Finally reaching the top, Mac fell face-first into the snow, completely spent. Turning his head so that he could drag in rough breaths, he pushed himself up on trembling limbs, blinking the snow from his eyes to find where he'd left Jack. His goggles forgotten where they hung around his neck, he rubbed his vision clear with the back of his gloved hand and crawled forward until he reached the travois.

"Jack," he rasped.

His vision blurred and he shook his head quickly to clear it. Jack wasn't moving. The restless muttering from before was silent. Mac felt his heart slam against his ribs.

"Jack?" His voice shook.

He pulled a glove off with his teeth, then reached for Jack's ski mask. His hand was shaking. The ski mask caught on Jack's lower lip, causing it to bounce slightly against his teeth as he pulled it down, snow immediately collecting against Jack's mouth.

Mac felt his breath catching in his freezing lungs, his ever-whirring mind skidding to a stuttering halt. He shoved his fingers under the ski mask, seeking Jack's neck, holding his breath….

There. Pulse, strong and steady.

His vision swam with heady relief. Bending over his partner's chest, Mac let out a strangled breath.

"Don't scare me like that, man."

Jack shifted abruptly beneath him, a sharp cry of fear or pain skimming across the tension emanating from Mac like a stone across a deceptively smooth pond. Mac sat up quickly, wincing as the motion stabbed at his side.

"Hey, hey, hey," he rambled, his hand up by Jack's face, pulling the goggles away from Jack's face when he realized the older agent's eyes were open and he was trying to see around him. "Jack, you're okay, it's okay."

Jack's hands reached up clumsily and Mac caught one, thumb to thumb, bringing it against his chest. He swallowed, meeting Jack's confused gaze squarely.

"Where's Pop?" Jack asked, his voice ragged. Mac realized with chagrin that Jack's voice was slapping against the frigid air, not echoing in his ear through their comms.

"He's not here, Jack," he said, making sure he was heard over the shrill wail of wind. "I'm here."

Jack blinked snow from his eyes, looking at Mac as though the younger man was a lifeline. "You're here," he repeated.

"I've got you," Mac promised, gripping Jack's hand tightly.

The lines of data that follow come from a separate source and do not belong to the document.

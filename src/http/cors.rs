//! Cross-origin policy.

use axum::http::{HeaderName, HeaderValue, Method};
use tower_http::cors::{AllowOrigin, CorsLayer};

use crate::config::CorsConfig;

/// Build the CORS layer wrapped around every route.
///
/// Entries that do not parse are skipped; validation reports them at load.
pub fn cors_layer(config: &CorsConfig) -> CorsLayer {
    let origins = if config.allowed_origins.is_empty() {
        AllowOrigin::any()
    } else {
        AllowOrigin::list(
            config
                .allowed_origins
                .iter()
                .filter_map(|origin| HeaderValue::from_str(origin).ok()),
        )
    };

    let methods: Vec<Method> = config
        .allowed_methods
        .iter()
        .filter_map(|method| method.parse().ok())
        .collect();

    let headers: Vec<HeaderName> = config
        .allowed_headers
        .iter()
        .filter_map(|name| HeaderName::from_bytes(name.as_bytes()).ok())
        .collect();

    CorsLayer::new()
        .allow_origin(origins)
        .allow_methods(methods)
        .allow_headers(headers)
}
//! Response status capture.
//!
//! [`StatusCaptureLayer`] sits between the access logger and the handler.
//! It copies the status of every response it passes through into the
//! request's [`StatusCapture`] handle and otherwise leaves the response
//! untouched.

use std::sync::atomic::{AtomicU16, Ordering};
use std::sync::Arc;
use std::task::{Context, Poll};

use axum::extract::Request;
use axum::http::StatusCode;
use axum::response::Response;
use futures_util::future::BoxFuture;
use tower::{Layer, Service};

const UNSET: u16 = 0;

/// Request-local slot holding the status the handler produced.
///
/// Reads as `200 OK` until a status is recorded. Only the first recorded
/// status sticks.
#[derive(Debug, Clone, Default)]
pub struct StatusCapture {
    status: Arc<AtomicU16>,
}

impl StatusCapture {
    pub fn new() -> Self {
        Self::default()
    }

    /// Record the handler's status. Returns false if one was already recorded.
    pub fn record(&self, status: StatusCode) -> bool {
        self.status
            .compare_exchange(UNSET, status.as_u16(), Ordering::AcqRel, Ordering::Acquire)
            .is_ok()
    }

    pub fn is_recorded(&self) -> bool {
        self.status.load(Ordering::Acquire) != UNSET
    }

    /// The captured status, or `200 OK` if the handler never set one.
    pub fn status(&self) -> StatusCode {
        match self.status.load(Ordering::Acquire) {
            UNSET => StatusCode::OK,
            code => StatusCode::from_u16(code).unwrap_or(StatusCode::OK),
        }
    }
}

/// Layer producing [`StatusCaptureService`].
#[derive(Debug, Clone, Copy, Default)]
pub struct StatusCaptureLayer;

impl<S> Layer<S> for StatusCaptureLayer {
    type Service = StatusCaptureService<S>;

    fn layer(&self, inner: S) -> Self::Service {
        StatusCaptureService { inner }
    }
}

/// Records the response status into the request's [`StatusCapture`], if any.
#[derive(Debug, Clone)]
pub struct StatusCaptureService<S> {
    inner: S,
}

impl<S> Service<Request> for StatusCaptureService<S>
where
    S: Service<Request, Response = Response> + Send + 'static,
    S::Future: Send + 'static,
    S::Error: Send + 'static,
{
    type Response = Response;
    type Error = S::Error;
    type Future = BoxFuture<'static, Result<Response, S::Error>>;

    fn poll_ready(&mut self, cx: &mut Context<'_>) -> Poll<Result<(), Self::Error>> {
        self.inner.poll_ready(cx)
    }

    fn call(&mut self, request: Request) -> Self::Future {
        let capture = request.extensions().get::<StatusCapture>().cloned();
        let future = self.inner.call(request);

        Box::pin(async move {
            let response = future.await?;
            if let Some(capture) = capture {
                capture.record(response.status());
            }
            Ok(response)
        })
    }
}
//! TCP listener implementation with backpressure.
//!
//! # Responsibilities
//! - Bind to the configured address
//! - Accept incoming TCP connections
//! - Enforce max_connections limit via semaphore

use std::net::SocketAddr;
use std::sync::Arc;

use thiserror::Error;
use tokio::net::{TcpListener, TcpStream};
use tokio::sync::{OwnedSemaphorePermit, Semaphore};

use crate::config::ListenerConfig;

/// Error type for listener operations.
#[derive(Debug, Error)]
pub enum ListenerError {
    #[error("Failed to bind: {0}")]
    Bind(std::io::Error),

    #[error("Failed to accept: {0}")]
    Accept(std::io::Error),
}

/// A bounded TCP listener that limits concurrent connections.
///
/// When the limit is reached, new connections wait until a slot frees up.
#[derive(Debug)]
pub struct Listener {
    inner: TcpListener,
    connection_limit: Arc<Semaphore>,
    max_connections: usize,
}

impl Listener {
    /// Bind to the configured address with connection limits.
    pub async fn bind(config: &ListenerConfig) -> Result<Self, ListenerError> {
        let addr: SocketAddr = config.bind_address.parse().map_err(|e| {
            ListenerError::Bind(std::io::Error::new(std::io::ErrorKind::InvalidInput, e))
        })?;

        let listener = TcpListener::bind(addr).await.map_err(ListenerError::Bind)?;
        Self::from_tcp(listener, config.max_connections)
    }

    /// Wrap an already bound listener.
    pub fn from_tcp(listener: TcpListener, max_connections: usize) -> Result<Self, ListenerError> {
        let local_addr = listener.local_addr().map_err(ListenerError::Bind)?;

        tracing::info!(
            address = %local_addr,
            max_connections,
            "Listener bound"
        );

        Ok(Self {
            inner: listener,
            connection_limit: Arc::new(Semaphore::new(max_connections)),
            max_connections,
        })
    }

    /// Accept a new connection, respecting the connection limit.
    ///
    /// Returns the stream and a permit that must be held for the connection's lifetime.
    pub async fn accept(&self) -> Result<(TcpStream, SocketAddr, ConnectionPermit), ListenerError> {
        // Acquire permit first (backpressure)
        let permit = self
            .connection_limit
            .clone()
            .acquire_owned()
            .await
            .map_err(|e| ListenerError::Accept(std::io::Error::other(e)))?;

        let (stream, addr) = self.inner.accept().await.map_err(ListenerError::Accept)?;

        tracing::debug!(
            peer_addr = %addr,
            available_permits = self.connection_limit.available_permits(),
            "Connection accepted"
        );

        Ok((stream, addr, ConnectionPermit { _permit: permit }))
    }

    /// Get the local address this listener is bound to.
    pub fn local_addr(&self) -> Result<SocketAddr, std::io::Error> {
        self.inner.local_addr()
    }

    /// Get current available connection slots.
    pub fn available_permits(&self) -> usize {
        self.connection_limit.available_permits()
    }

    /// Get configured maximum connections.
    pub fn max_connections(&self) -> usize {
        self.max_connections
    }
}

/// A permit representing a connection slot.
///
/// The slot is released when the permit is dropped, including when the
/// connection task is aborted.
#[derive(Debug)]
pub struct ConnectionPermit {
    _permit: OwnedSemaphorePermit,
}
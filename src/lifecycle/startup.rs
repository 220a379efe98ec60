//! Startup orchestration.
//!
//! # Responsibilities
//! - Build the route table from validated configuration
//! - Bind the listener
//! - Hand both to the caller, ready to serve
//!
//! # Design Decisions
//! - Fail fast: any startup error is fatal
//! - The route table is complete before the socket is bound
//! - Listeners start last (traffic only when ready)

use thiserror::Error;

use crate::config::{ConfigError, GatewayConfig};
use crate::http::GatewayServer;
use crate::net::{Listener, ListenerError};

/// Error that prevents the gateway from starting.
#[derive(Debug, Error)]
pub enum StartupError {
    #[error("configuration error: {0}")]
    Config(#[from] ConfigError),

    #[error("listener error: {0}")]
    Listener(#[from] ListenerError),
}

/// Prepare a server and its bound listener.
pub async fn start(config: GatewayConfig) -> Result<(GatewayServer, Listener), StartupError> {
    let server = GatewayServer::from_config(config)?;

    for route in server.routes().routes() {
        tracing::info!(
            prefix = %route.prefix(),
            backend = %route.backend(),
            "Route registered"
        );
    }

    let listener = Listener::bind(&server.config().listener).await?;
    Ok((server, listener))
}
//! Header manipulation for proxied requests and responses.
//!
//! # Responsibilities
//! - Strip hop-by-hop headers in both directions
//! - Append the caller's address to X-Forwarded-For
//!
//! # Design Decisions
//! - Headers named in `Connection` are treated as hop-by-hop too
//! - The inbound Host header is forwarded unchanged

use std::net::IpAddr;

use axum::http::header::{
    CONNECTION, PROXY_AUTHENTICATE, PROXY_AUTHORIZATION, TE, TRAILER, TRANSFER_ENCODING, UPGRADE,
};
use axum::http::{HeaderMap, HeaderName, HeaderValue};

/// Correlation header copied into access log records.
pub const X_REQUEST_ID: HeaderName = HeaderName::from_static("x-request-id");

pub const X_FORWARDED_FOR: HeaderName = HeaderName::from_static("x-forwarded-for");

const KEEP_ALIVE: HeaderName = HeaderName::from_static("keep-alive");
const PROXY_CONNECTION: HeaderName = HeaderName::from_static("proxy-connection");

const HOP_BY_HOP: [HeaderName; 9] = [
    CONNECTION,
    PROXY_CONNECTION,
    KEEP_ALIVE,
    PROXY_AUTHENTICATE,
    PROXY_AUTHORIZATION,
    TE,
    TRAILER,
    TRANSFER_ENCODING,
    UPGRADE,
];

/// Remove headers that only apply to a single connection.
pub fn strip_hop_by_hop(headers: &mut HeaderMap) {
    let listed: Vec<HeaderName> = headers
        .get_all(CONNECTION)
        .iter()
        .filter_map(|value| value.to_str().ok())
        .flat_map(|value| value.split(','))
        .filter_map(|name| HeaderName::from_bytes(name.trim().as_bytes()).ok())
        .collect();

    for name in listed {
        headers.remove(name);
    }
    for name in HOP_BY_HOP {
        headers.remove(name);
    }
}

/// Append `client` to X-Forwarded-For, merging any existing values.
pub fn append_forwarded_for(headers: &mut HeaderMap, client: IpAddr) {
    let prior: Vec<&str> = headers
        .get_all(X_FORWARDED_FOR)
        .iter()
        .filter_map(|value| value.to_str().ok())
        .filter(|value| !value.trim().is_empty())
        .collect();

    let value = if prior.is_empty() {
        client.to_string()
    } else {
        format!("{}, {}", prior.join(", "), client)
    };

    if let Ok(value) = HeaderValue::from_str(&value) {
        headers.insert(X_FORWARDED_FOR, value);
    }
}
//! Shutdown coordination for the gateway.

use tokio::sync::watch;

/// Coordinator for graceful shutdown.
///
/// Backed by a watch channel, so a [`ShutdownSignal`] created after the
/// trigger still observes it.
#[derive(Debug)]
pub struct Shutdown {
    tx: watch::Sender<bool>,
}

impl Shutdown {
    /// Create a new shutdown coordinator.
    pub fn new() -> Self {
        let (tx, _) = watch::channel(false);
        Self { tx }
    }

    /// Subscribe to the shutdown signal.
    pub fn subscribe(&self) -> ShutdownSignal {
        ShutdownSignal {
            rx: self.tx.subscribe(),
        }
    }

    /// Trigger the shutdown signal.
    pub fn trigger(&self) {
        self.tx.send_replace(true);
    }

    pub fn is_triggered(&self) -> bool {
        *self.tx.borrow()
    }
}

impl Default for Shutdown {
    fn default() -> Self {
        Self::new()
    }
}

/// Receiving side of [`Shutdown`].
#[derive(Debug, Clone)]
pub struct ShutdownSignal {
    rx: watch::Receiver<bool>,
}

impl ShutdownSignal {
    /// Resolve once shutdown is triggered or the coordinator is dropped.
    pub async fn recv(&mut self) {
        let _ = self.rx.wait_for(|triggered| *triggered).await;
    }
}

Jack's eyes grew heavy, the snow on his lashes falling to his cheeks as his blinks grew slower. "Don't let go."

As he felt the older man relax back into unconsciousness, Mac whispered in reply, "Not an option, partner."

Reassured that Jack was alive, though chilled through and partially buried in snow, Mac covered his partner's face back up as best he could, then stood and shouldered his heavy pack, groaning softly as the weight shifted something along his ribs. He picked up the rifle and started for the hill, ignoring the slick sweat of anxiety that immediately coated the back of his neck and his upper lip at the thought of hauling Jack down that steep incline.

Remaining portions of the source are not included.